‘The Savior With the Sword’

Bruce Barton on Morality, American Style (1951)


Arash Norouzi

The Mossadegh Project | June 22, 2018                    


“What does it mean when, in less than two generations, a people turns its thought and talk from “moral leadership” to a world-wide program of fear and force?”

The Tyranny of Words — Bruce Barton on Aggression (1951)

So the U.S. government is tearing children and babies from their parents who have crossed the southern border illegally, putting these kids in cages thousands of miles away, then citing Biblical scripture to justify it all. How did we get here?

While it may appear aberrant at first, this moment is yet another reminder that the United States as we know it was a project of white settlers who instituted slavery and genocide on its soil. Of course, the U.S. is also one of the freest, most developed countries on Earth, a “land of opportunity” where “all men are created equal”; a “melting pot” and “shining city on a hill” promising “life, liberty and the pursuit of happiness.” America’s admirable and contemptible qualities have always coexisted.

In observance of this duality, here is a gnostic commentary from the Korean War years by a leading Christian conservative thinker of the time, author of the best-selling book about Jesus Christ, The Man Nobody Knows (1925).

Bruce Fairchild Barton (1886-1967) Bruce Fairchild Barton (1886–1967), was a pioneering advertising tycoon, syndicated columnist and former New York Congressman (1937-1940) who had once delivered the keynote address at the Republican State Convention, even considered a potential contender for President.

Obviously, Barton’s humanistic, faith-based values would be anathema to the so-called Christians of today’s anti-intellectual “alt-right” GOP, to whom cruelty is a virtue.




March 18, 1951
The Savior With the Sword

By Bruce Barton

When I was a tiny tot in Sunday school, we sang:

O Zion haste, thy mission high fulfilling;
To tell to all the world that God is Light;
That He who made all nations is not willing;
One soul should perish, lost in shades of night;
Publish glad tidings;
Tidings of peace . . .

As we marched up to the collection box to deposit our pennies, we sang:

Dropping, dropping, dropping,
Hear the pennies fall.
Every One for Jesus,
He will get them all.

Dropping Pennies (church hymn)

Those pennies were sent to feed starving people in India, to erect churches and hospitals in China, to spread the good news of health and happiness and brotherhood “all over the world.”

It was explained to us that the “Zion” mentioned in the stanza above was the United States — a land divinely destined to use its wealth and, more important, its humane example, to lead all humanity along the upward path to prosperity and peace.

Those were wonderful, hopeful days, but the memory of them comes back to me on a wave of sadness. For what are the little tots being taught now about this, our great America?

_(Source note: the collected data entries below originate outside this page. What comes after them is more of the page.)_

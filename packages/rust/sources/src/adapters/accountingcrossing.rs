//! accountingcrossing.com adapter.

use super::BoardAdapter;

pub struct AccountingCrossingAdapter;

impl BoardAdapter for AccountingCrossingAdapter {
    fn matches(&self, board_name: &str) -> bool {
        board_name.contains("accountingcrossing")
    }

    fn card_selector(&self) -> &'static str {
        r#".job-listing, .job-item, [class*="job"], tr[class*="job"]"#
    }

    fn name(&self) -> &str {
        "accountingcrossing"
    }
}

#[cfg(test)]
mod tests {
    use super::*;
    use scraper::Html;

    #[test]
    fn reads_table_rows() {
        let html = r#"<html><body><table>
            <tr class="job-row"><td><a href="/job/1">A/P Clerk</a></td><td>Hooli</td><td>San Jose, CA</td></tr>
            <tr class="job-row"><td><a href="/job/2">Staff Accountant</a></td><td>Vandelay</td><td>New York, NY</td></tr>
        </table></body></html>"#;
        let cards = AccountingCrossingAdapter.extract_cards(&Html::parse_document(html));
        assert_eq!(cards.len(), 2);
        assert_eq!(cards[1].lines, vec!["Staff Accountant", "Vandelay", "New York, NY"]);
        assert_eq!(cards[1].href.as_deref(), Some("/job/2"));
    }
}
#[async_trait]
impl JobSink for MemorySink {
    async fn initialize(&self) -> Result<()> {
        if self.fail_initialize.load(Ordering::SeqCst) {
            return Err(JobsweepError::Sink("sink credentials rejected".into()));
        }
        Ok(())
    }

    async fn write(&self, records: &[NormalizedRecord]) -> Result<usize> {
        if self.fail_write.load(Ordering::SeqCst) {
            return Err(JobsweepError::Sink("sink write failed".into()));
        }
        let n = records.len().min(self.write_cap.load(Ordering::SeqCst));
        let mut rows = self
            .rows
            .lock()
            .map_err(|_| JobsweepError::Sink("sink lock poisoned".into()))?;
        rows.extend_from_slice(&records[..n]);
        Ok(n)
    }
}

They are being told in blazing headlines and gloating broadcasts that “yesterday the United States forces slaughtered 26,000 Chinese.” That the day before the total dead and wounded was 18,000; that more towns have been captured, more homes laid waste; more helpless men, women and children driven away into the freezing hills.

Our youngsters are asked to rejoice that the French, using our more deadly arms and ammunition, are slaughtering many more Indo-Chinese. And that we are about to spread the Gospel of Peace, in the form of instruments of mass murder, all over Europe.

What does it mean when, in less than two generations, a people turns its thought and talk from “moral leadership” to a world-wide program of fear and force?

Arnold J. Toynbee, the famous historian, in his "War and Civilization," leaves no doubt of history’s answer. He says it means that our society is “disintegrating.”

He says:

“Militarism has been by far the commonest cause of the breakdown of civilizations.” Again: “The would-be savior of a disintegrating society is necessarily a savior with a sword”. But the “savior with a sword” must inevitably fail, he assures us: “society cannot be saved by the sword, even when the swordsman is genuinely eager to return the weapon to its scabbard at the earliest possible moment...”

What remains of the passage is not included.